Bone deformities occur regularly in fish farms around the world. The operculum is one of the earliest craniofacial bones to form embryologically and is subject to a range of developmental and acquired abnormalities. Opercular shortening is one of the most prevalent diseases in larval and juvenile salmonids (and other species), sometimes affecting up to 80% of fish in a population.
In those species that rely on the operculum to help move water over the gills, loss of efficiency in this part of the pumping mechanism puts an increased burden on respiration and excretion. Although salmonids have a respiratory reserve capacity, opercular shortening will inevitably compromise this, and result in increased blood flow (hyperaemia) in order to compensate.
Shortening can be bilateral or unilateral, and can be the result of erosion and remodelling, or simply failure to develop properly (hypoplasia).
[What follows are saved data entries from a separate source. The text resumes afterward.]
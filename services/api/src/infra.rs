use chrono::{DateTime, NaiveDate, Utc};
use metrics_exporter_prometheus::PrometheusHandle;
use std::collections::{BTreeMap, HashMap};
use std::sync::atomic::AtomicBool;
use std::sync::{Arc, Mutex};

use hackfest::workflows::hackathon::{
    AttendanceAggregate, CertificateRecord, CertificateRenderer, Credential, CredentialPurpose,
    Event, EventId, EventPhase, HackathonStore, Notification, NotificationSink, NotifyError,
    RenderError, ScoreRecord, ScoreRound, ShortlistEntry, StoreError, Team, TeamId, UserId,
};

#[derive(Clone)]
pub(crate) struct AppState {
    pub(crate) readiness: Arc<AtomicBool>,
    pub(crate) metrics: Arc<PrometheusHandle>,
}

/// Process-local store used by the serve and demo commands. Every mutation
/// holds one mutex at a time, which gives the conditional primitives of
/// [`HackathonStore`] their required atomicity within this process.
#[derive(Default)]
pub(crate) struct InMemoryHackathonStore {
    events: Mutex<HashMap<EventId, Event>>,
    teams: Mutex<BTreeMap<(EventId, TeamId), Team>>,
    scores: Mutex<Vec<ScoreRecord>>,
    shortlists: Mutex<HashMap<EventId, Vec<ShortlistEntry>>>,
    credentials: Mutex<HashMap<String, Credential>>,
    attendance: Mutex<HashMap<(EventId, TeamId), AttendanceAggregate>>,
    certificates: Mutex<Vec<CertificateRecord>>,
}

impl HackathonStore for InMemoryHackathonStore {
    fn insert_event(&self, event: Event) -> Result<Event, StoreError> {
        let mut guard = self.events.lock().expect("event mutex poisoned");
        if guard.contains_key(&event.id) {
            return Err(StoreError::Conflict);
        }
        guard.insert(event.id.clone(), event.clone());
        Ok(event)
    }

    fn fetch_event(&self, id: &EventId) -> Result<Option<Event>, StoreError> {
        let guard = self.events.lock().expect("event mutex poisoned");
        Ok(guard.get(id).cloned())
    }

    fn update_phase(
        &self,
        id: &EventId,
        from: EventPhase,
        to: EventPhase,
    ) -> Result<Event, StoreError> {
        let mut guard = self.events.lock().expect("event mutex poisoned");
        let event = guard.get_mut(id).ok_or(StoreError::NotFound)?;
        if event.phase != from {
            return Err(StoreError::VersionConflict);
        }
        event.phase = to;
        Ok(event.clone())
    }

    fn insert_team(&self, team: Team) -> Result<Team, StoreError> {
        let mut guard = self.teams.lock().expect("team mutex poisoned");
        let key = (team.event_id.clone(), team.id.clone());
        if guard.contains_key(&key) {
            return Err(StoreError::Conflict);
        }
        guard.insert(key, team.clone());
        Ok(team)
    }

    fn fetch_team(&self, event_id: &EventId, team_id: &TeamId) -> Result<Option<Team>, StoreError> {
        let guard = self.teams.lock().expect("team mutex poisoned");
        Ok(guard.get(&(event_id.clone(), team_id.clone())).cloned())
    }

    fn update_team(&self, team: Team) -> Result<(), StoreError> {
        let mut guard = self.teams.lock().expect("team mutex poisoned");
        let key = (team.event_id.clone(), team.id.clone());
        if !guard.contains_key(&key) {
            return Err(StoreError::NotFound);
        }
        guard.insert(key, team);
        Ok(())
    }

    fn teams_for_event(&self, event_id: &EventId) -> Result<Vec<Team>, StoreError> {
        let guard = self.teams.lock().expect("team mutex poisoned");
        Ok(guard
            .values()
            .filter(|team| &team.event_id == event_id)
            .cloned()
            .collect())
    }

    fn upsert_score(&self, record: ScoreRecord) -> Result<ScoreRecord, StoreError> {
        let mut guard = self.scores.lock().expect("score mutex poisoned");
        match guard.iter_mut().find(|existing| {
            existing.event_id == record.event_id
                && existing.evaluator_id == record.evaluator_id
                && existing.subject_id == record.subject_id
                && existing.round == record.round
        }) {
            Some(existing) => *existing = record.clone(),
            None => guard.push(record.clone()),
        }
        Ok(record)
    }

    fn fetch_score(
        &self,
        event_id: &EventId,
        evaluator_id: &UserId,
        subject_id: &TeamId,
        round: ScoreRound,
    ) -> Result<Option<ScoreRecord>, StoreError> {
        let guard = self.scores.lock().expect("score mutex poisoned");
        Ok(guard
            .iter()
            .find(|record| {
                &record.event_id == event_id
                    && &record.evaluator_id == evaluator_id
                    && &record.subject_id == subject_id
                    && record.round == round
            })
            .cloned())
    }

    fn scores_for_event(
        &self,
        event_id: &EventId,
        round: ScoreRound,
    ) -> Result<Vec<ScoreRecord>, StoreError> {
        let guard = self.scores.lock().expect("score mutex poisoned");
        Ok(guard
            .iter()
            .filter(|record| &record.event_id == event_id && record.round == round)
            .cloned()
            .collect())
    }

    fn replace_shortlist(
        &self,
        event_id: &EventId,
        entries: Vec<ShortlistEntry>,
    ) -> Result<(), StoreError> {
        let mut guard = self.shortlists.lock().expect("shortlist mutex poisoned");
        guard.insert(event_id.clone(), entries);
        Ok(())
    }

    fn shortlist_for_event(&self, event_id: &EventId) -> Result<Vec<ShortlistEntry>, StoreError> {
        let guard = self.shortlists.lock().expect("shortlist mutex poisoned");
        Ok(guard.get(event_id).cloned().unwrap_or_default())
    }

    fn insert_credential(&self, credential: Credential) -> Result<Credential, StoreError> {
        let mut guard = self.credentials.lock().expect("credential mutex poisoned");
        let duplicate_binding = guard.values().any(|existing| {
            existing.event_id == credential.event_id
                && existing.subject_id == credential.subject_id
                && existing.purpose == credential.purpose
        });
        if duplicate_binding || guard.contains_key(&credential.token) {
            return Err(StoreError::Conflict);
        }
        guard.insert(credential.token.clone(), credential.clone());
        Ok(credential)
    }

    fn credential_by_token(&self, token: &str) -> Result<Option<Credential>, StoreError> {
        let guard = self.credentials.lock().expect("credential mutex poisoned");
        Ok(guard.get(token).cloned())
    }

    fn credential_by_binding(
        &self,
        event_id: &EventId,
        subject_id: &UserId,
        purpose: &CredentialPurpose,
    ) -> Result<Option<Credential>, StoreError> {
        let guard = self.credentials.lock().expect("credential mutex poisoned");
        Ok(guard
            .values()
            .find(|credential| {
                &credential.event_id == event_id
                    && &credential.subject_id == subject_id
                    && &credential.purpose == purpose
            })
            .cloned())
    }

    fn mark_credential_used(
        &self,
        token: &str,
        used_by: &UserId,
        used_at: DateTime<Utc>,
    ) -> Result<Credential, StoreError> {
        let mut guard = self.credentials.lock().expect("credential mutex poisoned");
        let credential = guard.get_mut(token).ok_or(StoreError::NotFound)?;
        if credential.used {
            return Err(StoreError::VersionConflict);
        }
        credential.used = true;
        credential.used_at = Some(used_at);
        credential.used_by = Some(used_by.clone());
        Ok(credential.clone())
    }

    fn increment_attendance(
        &self,
        event_id: &EventId,
        team_id: &TeamId,
    ) -> Result<AttendanceAggregate, StoreError> {
        let total_members = {
            let teams = self.teams.lock().expect("team mutex poisoned");
            teams
                .get(&(event_id.clone(), team_id.clone()))
                .ok_or(StoreError::NotFound)?
                .members
                .len()
        };

        let mut guard = self.attendance.lock().expect("attendance mutex poisoned");
        let aggregate = guard
            .entry((event_id.clone(), team_id.clone()))
            .or_insert_with(|| AttendanceAggregate {
                event_id: event_id.clone(),
                team_id: team_id.clone(),
                total_members,
                members_scanned: 0,
            });
        aggregate.members_scanned += 1;
        Ok(aggregate.clone())
    }

    fn attendance_for_team(
        &self,
        event_id: &EventId,
        team_id: &TeamId,
    ) -> Result<Option<AttendanceAggregate>, StoreError> {
        let guard = self.attendance.lock().expect("attendance mutex poisoned");
        Ok(guard.get(&(event_id.clone(), team_id.clone())).cloned())
    }

    fn insert_certificate(&self, record: CertificateRecord) -> Result<(), StoreError> {
        let mut guard = self.certificates.lock().expect("certificate mutex poisoned");
        if guard.iter().any(|existing| {
            existing.event_id == record.event_id && existing.team_id == record.team_id
        }) {
            return Err(StoreError::Conflict);
        }
        guard.push(record);
        Ok(())
    }

    fn certificates_for_event(
        &self,
        event_id: &EventId,
    ) -> Result<Vec<CertificateRecord>, StoreError> {
        let guard = self.certificates.lock().expect("certificate mutex poisoned");
        Ok(guard
            .iter()
            .filter(|record| &record.event_id == event_id)
            .cloned()
            .collect())
    }
}

/// Delivery stub: notifications land in the log and a replayable buffer.
#[derive(Default)]
pub(crate) struct LoggingNotificationSink {
    delivered: Mutex<Vec<(UserId, Notification)>>,
}

impl LoggingNotificationSink {
    pub(crate) fn delivered(&self) -> Vec<(UserId, Notification)> {
        self.delivered.lock().expect("sink mutex poisoned").clone()
    }
}

impl NotificationSink for LoggingNotificationSink {
    fn notify(&self, user_id: &UserId, notification: Notification) -> Result<(), NotifyError> {
        tracing::info!(user = %user_id, kind = ?notification.kind, title = %notification.title, "notification dispatched");
        self.delivered
            .lock()
            .expect("sink mutex poisoned")
            .push((user_id.clone(), notification));
        Ok(())
    }
}

/// Renderer stub that maps certificates onto artifact paths without touching
/// a drawing backend.
pub(crate) struct PathCertificateRenderer;

impl CertificateRenderer for PathCertificateRenderer {
    fn render(
        &self,
        certificate_id: &str,
        _event_title: &str,
        team: &Team,
    ) -> Result<String, RenderError> {
        Ok(format!("artifacts/{}/{certificate_id}.pdf", team.id.0))
    }
}

pub(crate) fn parse_date(raw: &str) -> Result<NaiveDate, String> {
    NaiveDate::parse_from_str(raw.trim(), "%Y-%m-%d")
        .map_err(|err| format!("failed to parse '{raw}' as YYYY-MM-DD ({err})"))
}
Bone development (osteogenesis) requires high levels of oxygen, so anything that interferes with a well-oxygenated blood supply to the developing tissue will lead to abnormalities.
In addition to loss of efficient respiration, opercular shortening exposes the underlying gill tissue which predisposes it to mechanical damage and infection. In the population overall, such changes can lead to a decrease in food consumption and variable mortality, and in addition can affect the presentation of the final product to the consumer.
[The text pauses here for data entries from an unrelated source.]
use chrono::Utc;
use rand::RngCore;

use super::domain::{CredentialPurpose, EventId, UserId};

/// Bits of random nonce folded into every token, on top of the timestamp.
const NONCE_BYTES: usize = 16;

/// Mint an opaque single-use token bound to (event, subject, purpose).
///
/// The token carries the binding plus a millisecond timestamp and a 128-bit
/// random nonce, so collisions are negligible even for simultaneous issuance
/// across service instances. Uniqueness is still enforced at insert time by
/// the store.
pub fn mint_token(event_id: &EventId, subject_id: &UserId, purpose: &CredentialPurpose) -> String {
    let mut nonce = [0u8; NONCE_BYTES];
    rand::thread_rng().fill_bytes(&mut nonce);

    let nonce_hex: String = nonce.iter().map(|byte| format!("{byte:02x}")).collect();

    format!(
        "{}-{}-{}-{:x}{}",
        event_id.0,
        subject_id.0,
        purpose.as_token_tag(),
        Utc::now().timestamp_millis(),
        nonce_hex
    )
}
mod cli;
mod demo;
mod infra;
mod routes;
mod server;

use hackfest::error::AppError;

pub async fn run() -> Result<(), AppError> {
    cli::run().await
}
use hackfest_api::run;

#[tokio::main]
async fn main() {
    if let Err(err) = run().await {
        eprintln!("application error: {err}");
        std::process::exit(1);
    }
}
use std::sync::Arc;

use chrono::{DateTime, NaiveDate, Utc};
use serde::Deserialize;
use serde_json::json;
use tracing::warn;

use super::certificates;
use super::credentials;
use super::domain::{
    CertificateRecord, Credential, CredentialPurpose, Event, EventId, EventPhase, MilestoneSchedule,
    ScoreRecord, ScoreRound, ShortlistEntry, Team, TeamId, TeamStatus, UserId,
};
use super::phase::PhaseEngine;
use super::ranking::{LeaderboardEntry, RankingSelector};
use super::repository::{
    AttendanceView, CertificateRenderer, HackathonStore, Notification, NotificationKind,
    NotificationSink, RedemptionReceipt, RenderError, StoreError,
};
use super::scoring::{ScoreSubmission, ScoringEngine, ScoringError};

/// Organizer payload for creating an event. The phase always starts at
/// `Draft` and only `open_registration` moves it from there.
#[derive(Debug, Clone, Deserialize)]
pub struct NewEvent {
    pub id: EventId,
    pub title: String,
    pub schedule: MilestoneSchedule,
    pub shortlist_target_count: usize,
}

/// Leader payload for registering a team. The first member is the leader.
#[derive(Debug, Clone, Deserialize)]
pub struct NewTeam {
    pub id: TeamId,
    pub members: Vec<UserId>,
}

/// Service composing the phase engine, scoring engine, ranking selector, and
/// credential ledger over the storage and notification traits.
pub struct HackathonService<S, N, C> {
    store: Arc<S>,
    notifier: Arc<N>,
    renderer: Arc<C>,
    phase: PhaseEngine<S, N>,
    scoring: ScoringEngine,
    ranking: RankingSelector,
}
use chrono::{Duration, Local, NaiveDate};
use clap::Args;
use std::sync::Arc;

use crate::infra::{
    parse_date, InMemoryHackathonStore, LoggingNotificationSink, PathCertificateRenderer,
};
use hackfest::error::AppError;
use hackfest::workflows::hackathon::{
    CredentialPurpose, EventId, HackathonService, HackathonServiceError, MilestoneSchedule,
    NewEvent, NewTeam, ScoreRound, ScoreSubmission, TeamId, UserId,
};

#[derive(Args, Debug, Default)]
pub(crate) struct DemoArgs {
    /// Anchor date for the demo calendar (YYYY-MM-DD). Defaults to today.
    #[arg(long, value_parser = parse_date)]
    pub(crate) start: Option<NaiveDate>,
}

type DemoService =
    HackathonService<InMemoryHackathonStore, LoggingNotificationSink, PathCertificateRenderer>;

/// Walk one event through its whole lifecycle on a compressed calendar,
/// printing each stage to stdout.
pub(crate) fn run_demo(args: DemoArgs) -> Result<(), AppError> {
    let anchor = args.start.unwrap_or_else(|| Local::now().date_naive());

    let store = Arc::new(InMemoryHackathonStore::default());
    let notifier = Arc::new(LoggingNotificationSink::default());
    let service: DemoService =
        HackathonService::new(store, notifier.clone(), Arc::new(PathCertificateRenderer));

    let event_id = EventId("demo-hackfest".to_string());
    let schedule = MilestoneSchedule {
        registration_deadline: anchor + Duration::days(7),
        proposal_deadline: Some(anchor + Duration::days(14)),
        execution_start: anchor + Duration::days(21),
        execution_end: anchor + Duration::days(23),
    };

    println!("Hackfest coordination demo");
    println!("  anchor date: {anchor}");

    service.create_event(NewEvent {
        id: event_id.clone(),
        title: "Hackfest Demo Sprint".to_string(),
        schedule,
        shortlist_target_count: 2,
    })?;
    let event = service.open_registration(&event_id)?;
    println!("  event created, phase: {}", event.phase.label());

    for suffix in ["ember", "quartz", "willow"] {
        let team = service.register_team(
            &event_id,
            NewTeam {
                id: TeamId(format!("team-{suffix}")),
                members: (0..3).map(|i| UserId(format!("{suffix}-{i}"))).collect(),
            },
            anchor,
        )?;
        service.confirm_team(&event_id, &team.id)?;
        println!("  registered and confirmed {}", team.id);
    }

    let event = service.sync_event(&event_id, anchor + Duration::days(7))?;
    println!(
        "  day 7 sync, phase: {} ({} members notified)",
        event.phase.label(),
        notifier.delivered().len()
    );

    let screening_day = anchor + Duration::days(14);
    for (suffix, dimensions) in [
        ("ember", [9.0, 8.5, 9.0, 8.0, 9.5]),
        ("quartz", [6.0, 6.5, 7.0, 5.5, 6.0]),
        ("willow", [8.0, 8.0, 7.5, 8.5, 8.0]),
    ] {
        let record = service.submit_score(
            &event_id,
            ScoreSubmission {
                evaluator_id: UserId("judge-screening".to_string()),
                subject_id: TeamId(format!("team-{suffix}")),
                round: ScoreRound::Screening,
                dimensions,
                weights: [25, 25, 20, 15, 15],
                lock: true,
            },
            screening_day,
        )?;
        println!("  screening team-{suffix}: {:.2}", record.total);
    }

    let shortlist = service.confirm_shortlist(&event_id, screening_day)?;
    for entry in &shortlist {
        println!("  shortlisted #{} {}", entry.rank, entry.team_id);
    }

    let gate = UserId("gate-staff".to_string());
    let holder = UserId("ember-0".to_string());
    let credential = service.issue_credential(&event_id, &holder, CredentialPurpose::Entry)?;
    let receipt = service.redeem_credential(&credential.token, &CredentialPurpose::Entry, &gate)?;
    if let Some(attendance) = receipt.attendance {
        println!(
            "  {} checked in ({}/{} of {})",
            holder, attendance.members_scanned, attendance.total_members, receipt.team_id
        );
    }
    match service.redeem_credential(&credential.token, &CredentialPurpose::Entry, &gate) {
        Err(HackathonServiceError::DuplicateRedemption { used_by, .. }) => {
            println!(
                "  replayed token rejected (already used by {})",
                used_by.map(|user| user.0).unwrap_or_default()
            );
        }
        other => {
            other?;
        }
    }

    let judging_day = anchor + Duration::days(24);
    for (suffix, fill) in [("ember", 8.5), ("willow", 9.0)] {
        service.submit_score(
            &event_id,
            ScoreSubmission {
                evaluator_id: UserId("judge-final".to_string()),
                subject_id: TeamId(format!("team-{suffix}")),
                round: ScoreRound::Judging,
                dimensions: [fill; 5],
                weights: [25, 25, 20, 15, 15],
                lock: true,
            },
            judging_day,
        )?;
    }
    let board = service.leaderboard(&event_id, ScoreRound::Judging, judging_day)?;
    for entry in &board {
        println!(
            "  judging #{} {} {:.2} ({} sheet(s))",
            entry.rank, entry.team_id, entry.total, entry.score_count
        );
    }

    service.complete_event(&event_id, judging_day)?;
    let certificates = service.allocate_certificates(&event_id, judging_day)?;
    for record in &certificates {
        println!("  issued {} -> {}", record.certificate_id, record.artifact_ref);
    }

    println!("Demo complete.");
    Ok(())
}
The predisposing factors are varied but include environmental ones such as temperature (high temperature during incubation), pH, low dissolved oxygen, supersaturation (leading to gas bubble disease), heavy metals, salinity, light exposure times and high levels of bacteria.
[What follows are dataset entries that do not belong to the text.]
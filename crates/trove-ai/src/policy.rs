//! Target policy: decides where the opponent wants to go.
//!
//! Evaluated once per tick, before the motion controller. Priority order:
//!
//! 1. Continue an active hint-follow (travel to the landmark, then search
//!    an expanding disc around it).
//! 2. Accept a newly offered hint that names a known landmark.
//! 3. Hold a running roam period.
//! 4. When free, pick a historical hotspot (weighted chance), then a second
//!    hotspot attempt, otherwise start a timed roam.

use fastrand::Rng;
use glam::Vec2;
use tracing::{debug, info};
use trove_common::MapId;
use trove_nav::Landmark;

use crate::agent::{AiMode, Steerable};
use crate::config::AiConfig;
use crate::events::{AiEvent, AiEventBus};
use crate::hint::{match_hint, random_point_in_disc, HintFollow};
use crate::hotspot::{HotspotCache, PickScoring};

/// What the policy decided this tick.
#[derive(Debug, Clone, Copy, PartialEq)]
pub enum PolicyOutcome {
    /// Leave the current target alone
    Keep,
    /// Switch to a new target
    Retarget {
        /// Target position
        target: Vec2,
        /// Mode to enter
        mode: AiMode,
    },
    /// A roam period started; the motion controller picks roam targets
    Roam,
    /// A roam period ended; exploration resumes
    Explore,
}

impl PolicyOutcome {
    /// Whether a concrete target was produced.
    #[must_use]
    pub const fn target_updated(&self) -> bool {
        matches!(self, Self::Retarget { .. })
    }
}

/// Layered target selection with hint, hotspot, and roam state.
#[derive(Debug, Clone)]
pub struct TargetPolicy {
    config: AiConfig,
    hotspots: HotspotCache,
    pending_hint: Option<String>,
    follow: Option<HintFollow>,
    roam_remaining: f32,
    last_pick: Option<(Vec2, Vec2)>,
}

impl TargetPolicy {
    /// Creates a policy with an empty hotspot cache.
    #[must_use]
    pub fn new(config: &AiConfig) -> Self {
        Self {
            config: config.clone(),
            hotspots: HotspotCache::new(config.hotspot_radius, config.max_cached_locations),
            pending_hint: None,
            follow: None,
            roam_remaining: 0.0,
            last_pick: None,
        }
    }

    /// Hotspot cache.
    #[must_use]
    pub const fn hotspots(&self) -> &HotspotCache {
        &self.hotspots
    }

    /// Replaces the hotspots for `map`.
    pub fn rebuild_hotspots(&mut self, map: MapId, positions: Vec<Vec2>) {
        self.hotspots.rebuild(map, positions);
    }

    /// Queues a hint for the next evaluation. Replaces any unprocessed hint.
    pub fn offer_hint(&mut self, hint: impl Into<String>) {
        self.pending_hint = Some(hint.into());
    }

    /// Hint waiting to be processed.
    #[must_use]
    pub fn pending_hint(&self) -> Option<&str> {
        self.pending_hint.as_deref()
    }

    /// Active hint-follow state.
    #[must_use]
    pub const fn follow(&self) -> Option<&HintFollow> {
        self.follow.as_ref()
    }

    /// Whether a roam period is running.
    #[must_use]
    pub fn is_roaming(&self) -> bool {
        self.roam_remaining > 0.0
    }

    /// Drops hint, follow, and roam state. Hotspots are kept.
    pub fn reset_round(&mut self) {
        self.pending_hint = None;
        self.follow = None;
        self.roam_remaining = 0.0;
        self.last_pick = None;
    }

    /// Learns a pickup and ends any hint-follow.
    pub fn on_treasure_collected(&mut self, position: Vec2, bus: &AiEventBus) {
        if self.hotspots.record_collection(position) {
            debug!("New hotspot at ({:.0}, {:.0})", position.x, position.y);
            bus.publish(AiEvent::HotspotAdded { position });
        }
        self.follow = None;
    }

    /// Runs the priority cascade for one tick.
    pub fn evaluate<S: Steerable>(
        &mut self,
        dt: f32,
        agent: &S,
        current_target: Option<Vec2>,
        landmarks: &[Landmark],
        rng: &mut Rng,
        bus: &AiEventBus,
    ) -> PolicyOutcome {
        let mut force_pick = false;

        if let Some(follow) = self.follow.as_mut() {
            follow.tick(dt);
            if follow.elapsed() < self.config.hint_follow_duration {
                return self.continue_follow(agent, current_target, rng);
            }
            let landmark = follow.landmark().name.clone();
            info!(
                "Abandoning hint for {landmark} after {:.1}s",
                follow.elapsed()
            );
            bus.publish(AiEvent::HintAbandoned { landmark });
            self.follow = None;
            force_pick = true;
        }

        if let Some(hint) = self.pending_hint.take() {
            if self.listens(&hint, rng) {
                match self.follow_hint(&hint, agent.position(), landmarks, bus) {
                    Some(outcome) => return outcome,
                    None => force_pick = true,
                }
            }
        }

        if self.roam_remaining > 0.0 {
            self.roam_remaining -= dt;
            if self.roam_remaining > 0.0 {
                return PolicyOutcome::Keep;
            }
            debug!("Roam period over, exploring");
            return PolicyOutcome::Explore;
        }

        if current_target.is_some() && !force_pick {
            return PolicyOutcome::Keep;
        }

        if rng.f32() < self.config.hotspot_weight {
            if let Some(outcome) = self.pick_hotspot(agent, rng) {
                return outcome;
            }
        }
        if rng.f32() < self.config.fallback_hotspot_chance {
            if let Some(outcome) = self.pick_hotspot(agent, rng) {
                return outcome;
            }
        }

        self.roam_remaining = if self.config.roam_max_duration > self.config.roam_min_duration {
            self.config.roam_min_duration
                + rng.f32() * (self.config.roam_max_duration - self.config.roam_min_duration)
        } else {
            self.config.roam_min_duration
        };
        debug!("Roaming for {:.1}s", self.roam_remaining);
        PolicyOutcome::Roam
    }

    /// Processes a hint right away.
    ///
    /// Returns `None` when the hint is ignored (lost the follow roll, blank,
    /// or naming no landmark). The pending hint, if any, is left untouched.
    pub fn process_hint(
        &mut self,
        hint: &str,
        position: Vec2,
        landmarks: &[Landmark],
        rng: &mut Rng,
        bus: &AiEventBus,
    ) -> Option<PolicyOutcome> {
        if !self.listens(hint, rng) {
            return None;
        }
        self.follow_hint(hint, position, landmarks, bus)
    }

    /// Rolls whether a hint is acted on at all.
    fn listens(&self, hint: &str, rng: &mut Rng) -> bool {
        if rng.f32() < self.config.hint_follow_chance {
            return true;
        }
        debug!("Ignoring hint {hint:?}");
        false
    }

    fn follow_hint(
        &mut self,
        hint: &str,
        position: Vec2,
        landmarks: &[Landmark],
        bus: &AiEventBus,
    ) -> Option<PolicyOutcome> {
        let Some(landmark) = match_hint(hint, landmarks) else {
            debug!("Hint {hint:?} names no known landmark");
            return None;
        };

        info!("Following hint toward {}", landmark.name);
        bus.publish(AiEvent::HintMatched {
            landmark: landmark.name.clone(),
        });
        let target = landmark.position;
        self.follow = Some(HintFollow::new(landmark.clone()));
        self.roam_remaining = 0.0;
        self.last_pick = Some((position, target));
        Some(PolicyOutcome::Retarget {
            target,
            mode: AiMode::Seeking,
        })
    }

    fn continue_follow<S: Steerable>(
        &mut self,
        agent: &S,
        current_target: Option<Vec2>,
        rng: &mut Rng,
    ) -> PolicyOutcome {
        let Some(follow) = self.follow.as_mut() else {
            return PolicyOutcome::Keep;
        };
        let position = agent.position();
        let center = follow.landmark().position;

        if !follow.arrived() {
            let reach = self.config.landmark_arrival_radius + agent.bounding_radius();
            if position.distance(center) > reach {
                // Lost the route (unreachable or stuck recovery): head back.
                if current_target != Some(center)
                    && follow.take_travel_retry(self.config.search_interval)
                {
                    debug!("Resuming travel to {}", follow.landmark().name);
                    self.last_pick = Some((position, center));
                    return PolicyOutcome::Retarget {
                        target: center,
                        mode: AiMode::Seeking,
                    };
                }
                return PolicyOutcome::Keep;
            }
            debug!("Reached {}, searching", follow.landmark().name);
            follow.mark_arrived();
        }

        if !follow.take_search_pick(self.config.search_interval, current_target.is_none()) {
            return PolicyOutcome::Keep;
        }
        let radius = follow.search_radius(self.config.search_growth_rate, self.config.search_radius_cap);
        let target = self
            .hotspots
            .take_nearest_unvisited_within(center, radius)
            .unwrap_or_else(|| random_point_in_disc(center, radius, rng));

        self.last_pick = Some((position, target));
        PolicyOutcome::Retarget {
            target,
            mode: AiMode::Seeking,
        }
    }

    fn heading<S: Steerable>(&self, agent: &S) -> Option<Vec2> {
        self.last_pick
            .and_then(|(from, to)| (to - from).try_normalize())
            .or_else(|| agent.linear_velocity().try_normalize())
    }

    fn pick_hotspot<S: Steerable>(&mut self, agent: &S, rng: &mut Rng) -> Option<PolicyOutcome> {
        let position = agent.position();
        let heading = self.heading(agent);
        let scoring = PickScoring {
            jitter: self.config.hotspot_jitter,
            alignment_threshold: self.config.alignment_threshold,
            alignment_bonus: self.config.alignment_bonus,
            min_distance: agent.bounding_radius(),
        };
        let target = self.hotspots.pick_best(position, heading, scoring, rng)?;
        debug!("Targeting hotspot ({:.0}, {:.0})", target.x, target.y);
        self.last_pick = Some((position, target));
        self.roam_remaining = 0.0;
        Some(PolicyOutcome::Retarget {
            target,
            mode: AiMode::Seeking,
        })
    }
}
Genetic alterations can lead to a high prevalence of opercular alterations; this has been seen in triploid Atlantic salmon. Nutritionally, shortening can occur with inadequate levels of fatty acids, proteins, ascorbic acid (vitamin C) and retinoic acid (vitamin A).
Other factors include teratogens such as malachite green and high biomass, possibly resulting in high bacterial loading, and elevated proteolytic enzymes that can erode the trailing edge of the operculum.